[Collected data]
━━━━━━━━━━━━━━━━
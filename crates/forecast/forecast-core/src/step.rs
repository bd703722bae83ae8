//! Dominant step inference
//!
//! Picks the interval used to extend a series into the future. The most
//! frequent gap between consecutive distinct timestamps wins; equally
//! frequent gaps resolve to the smallest one. When no gap occurs more than
//! once the median gap is used. Series with fewer than two distinct
//! timestamps, or whose dominant gap collapses to zero, fall back to one day.

use std::collections::BTreeMap;

use chrono::{Duration, NaiveDateTime};
use forecast_spi::{ForecastError, Result, StepEstimate, StepSource};
use tracing::{debug, warn};

/// Infer the dominant sampling interval of `timestamps`.
///
/// Input order and duplicates do not matter; only distinct values in
/// ascending order contribute gaps.
pub fn infer_step(timestamps: &[NaiveDateTime]) -> StepEstimate {
    let mut distinct = timestamps.to_vec();
    distinct.sort_unstable();
    distinct.dedup();

    if distinct.len() < 2 {
        debug!(
            distinct = distinct.len(),
            "not enough distinct timestamps, using one-day step"
        );
        return StepEstimate::one_day();
    }

    let gaps = consecutive_gaps(&distinct);

    match dominant_gap(&gaps) {
        Ok((interval, source)) => {
            debug!(
                interval_secs = interval.num_seconds(),
                %source,
                gaps = gaps.len(),
                "inferred step"
            );
            StepEstimate::new(interval, source)
        }
        Err(err) => {
            warn!(error = %err, "recovering degenerate step with one-day default");
            StepEstimate::new(StepEstimate::default_interval(), StepSource::DegenerateFallback)
        }
    }
}

/// Differences between adjacent timestamps
pub fn consecutive_gaps(timestamps: &[NaiveDateTime]) -> Vec<Duration> {
    timestamps.windows(2).map(|w| w[1] - w[0]).collect()
}

/// Most frequent gap, or None when no gap occurs more than once.
///
/// Ties resolve to the smallest gap.
pub fn mode_gap(gaps: &[Duration]) -> Option<Duration> {
    let mut counts: BTreeMap<Duration, usize> = BTreeMap::new();
    for &gap in gaps {
        *counts.entry(gap).or_insert(0) += 1;
    }

    // BTreeMap iterates in ascending order, so a strict comparison keeps the
    // smallest gap among equally frequent ones.
    let mut best: Option<(Duration, usize)> = None;
    for (&gap, &count) in &counts {
        match best {
            Some((_, best_count)) if count <= best_count => {}
            _ => best = Some((gap, count)),
        }
    }

    match best {
        Some((gap, count)) if count > 1 => Some(gap),
        _ => None,
    }
}

/// Median gap; the mean of the two middle gaps for an even count
pub fn median_gap(gaps: &[Duration]) -> Option<Duration> {
    if gaps.is_empty() {
        return None;
    }

    let mut sorted = gaps.to_vec();
    sorted.sort_unstable();

    let mid = sorted.len() / 2;
    if sorted.len() % 2 == 1 {
        Some(sorted[mid])
    } else {
        let (lo, hi) = (sorted[mid - 1], sorted[mid]);
        Some(lo + (hi - lo) / 2)
    }
}

/// Mode, then median. A zero result is reported as `DegenerateStep`.
fn dominant_gap(gaps: &[Duration]) -> Result<(Duration, StepSource)> {
    let (interval, source) = match mode_gap(gaps) {
        Some(gap) => (gap, StepSource::Mode),
        None => {
            let gap = median_gap(gaps).ok_or(ForecastError::DegenerateStep)?;
            (gap, StepSource::Median)
        }
    };

    if interval <= Duration::zero() {
        return Err(ForecastError::DegenerateStep);
    }

    Ok((interval, source))
}
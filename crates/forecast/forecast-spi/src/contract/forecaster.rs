//! Trait for forecasting strategies

use crate::error::{ForecastError, Result};
use crate::model::{ForecastMethod, TimeSeries};

/// A strategy that projects a cleaned series `horizon` steps ahead.
///
/// Implementations are pure: the same series and horizon always produce the
/// same values.
pub trait Forecaster: Send + Sync {
    /// Tag identifying this strategy
    fn method(&self) -> ForecastMethod;

    /// Minimum number of historical points the strategy needs
    fn min_points(&self) -> usize;

    /// Produce exactly `horizon` future values
    fn forecast(&self, series: &TimeSeries, horizon: usize) -> Result<Vec<f64>>;

    /// Fail with `InsufficientData` when the series is too short
    fn ensure_enough_data(&self, series: &TimeSeries) -> Result<()> {
        let required = self.min_points();
        if series.len() < required {
            return Err(ForecastError::InsufficientData {
                required,
                actual: series.len(),
            });
        }
        Ok(())
    }
}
━━━━━━━━━━━━━━━━
Reproduce all of the records, keeping every character unchanged.

filename crates/forecast/forecast-core/src/step.rs
repository bd703722bae83ae8
//! Dominant step inference
//!
//! Picks the interval used to extend a series into the future. The most
//! frequent gap between consecutive distinct timestamps wins; equally
//! frequent gaps resolve to the smallest one. When no gap occurs more than
//! once the median gap is used. Series with fewer than two distinct
//! timestamps, or whose dominant gap collapses to zero, fall back to one day.

use std::collections::BTreeMap;

use chrono::{Duration, NaiveDateTime};
use forecast_spi::{ForecastError, Result, StepEstimate, StepSource};
use tracing::{debug, warn};

/// Infer the dominant sampling interval of `timestamps`.
///
/// Input order and duplicates do not matter; only distinct values in
/// ascending order contribute gaps.
pub fn infer_step(timestamps: &[NaiveDateTime]) -> StepEstimate {
    let mut distinct = timestamps.to_vec();
    distinct.sort_unstable();
    distinct.dedup();

    if distinct.len() < 2 {
        debug!(
            distinct = distinct.len(),
            "not enough distinct timestamps, using one-day step"
        );
        return StepEstimate::one_day();
    }

    let gaps = consecutive_gaps(&distinct);

    match dominant_gap(&gaps) {
        Ok((interval, source)) => {
            debug!(
                interval_secs = interval.num_seconds(),
                %source,
                gaps = gaps.len(),
                "inferred step"
            );
            StepEstimate::new(interval, source)
        }
        Err(err) => {
            warn!(error = %err, "recovering degenerate step with one-day default");
            StepEstimate::new(StepEstimate::default_interval(), StepSource::DegenerateFallback)
        }
    }
}

/// Differences between adjacent timestamps
pub fn consecutive_gaps(timestamps: &[NaiveDateTime]) -> Vec<Duration> {
    timestamps.windows(2).map(|w| w[1] - w[0]).collect()
}

/// Most frequent gap, or None when no gap occurs more than once.
///
/// Ties resolve to the smallest gap.
pub fn mode_gap(gaps: &[Duration]) -> Option<Duration> {
    let mut counts: BTreeMap<Duration, usize> = BTreeMap::new();
    for &gap in gaps {
        *counts.entry(gap).or_insert(0) += 1;
    }

    // BTreeMap iterates in ascending order, so a strict comparison keeps the
    // smallest gap among equally frequent ones.
    let mut best: Option<(Duration, usize)> = None;
    for (&gap, &count) in &counts {
        match best {
            Some((_, best_count)) if count <= best_count => {}
            _ => best = Some((gap, count)),
        }
    }

    match best {
        Some((gap, count)) if count > 1 => Some(gap),
        _ => None,
    }
}

/// Median gap; the mean of the two middle gaps for an even count
pub fn median_gap(gaps: &[Duration]) -> Option<Duration> {
    if gaps.is_empty() {
        return None;
    }

    let mut sorted = gaps.to_vec();
    sorted.sort_unstable();

    let mid = sorted.len() / 2;
    if sorted.len() % 2 == 1 {
        Some(sorted[mid])
    } else {
        let (lo, hi) = (sorted[mid - 1], sorted[mid]);
        Some(lo + (hi - lo) / 2)
    }
}

/// Mode, then median. A zero result is reported as `DegenerateStep`.
fn dominant_gap(gaps: &[Duration]) -> Result<(Duration, StepSource)> {
    let (interval, source) = match mode_gap(gaps) {
        Some(gap) => (gap, StepSource::Mode),
        None => {
            let gap = median_gap(gaps).ok_or(ForecastError::DegenerateStep)?;
            (gap, StepSource::Median)
        }
    };

    if interval <= Duration::zero() {
        return Err(ForecastError::DegenerateStep);
    }

    Ok((interval, source))
}
filename crates/forecast/forecast-spi/src/contract/forecaster.rs
//! Trait for forecasting strategies

use crate::error::{ForecastError, Result};
use crate::model::{ForecastMethod, TimeSeries};

/// A strategy that projects a cleaned series `horizon` steps ahead.
///
/// Implementations are pure: the same series and horizon always produce the
/// same values.
pub trait Forecaster: Send + Sync {
    /// Tag identifying this strategy
    fn method(&self) -> ForecastMethod;

    /// Minimum number of historical points the strategy needs
    fn min_points(&self) -> usize;

    /// Produce exactly `horizon` future values
    fn forecast(&self, series: &TimeSeries, horizon: usize) -> Result<Vec<f64>>;

    /// Fail with `InsufficientData` when the series is too short
    fn ensure_enough_data(&self, series: &TimeSeries) -> Result<()> {
        let required = self.min_points();
        if series.len() < required {
            return Err(ForecastError::InsufficientData {
                required,
                actual: series.len(),
            });
        }
        Ok(())
    }
}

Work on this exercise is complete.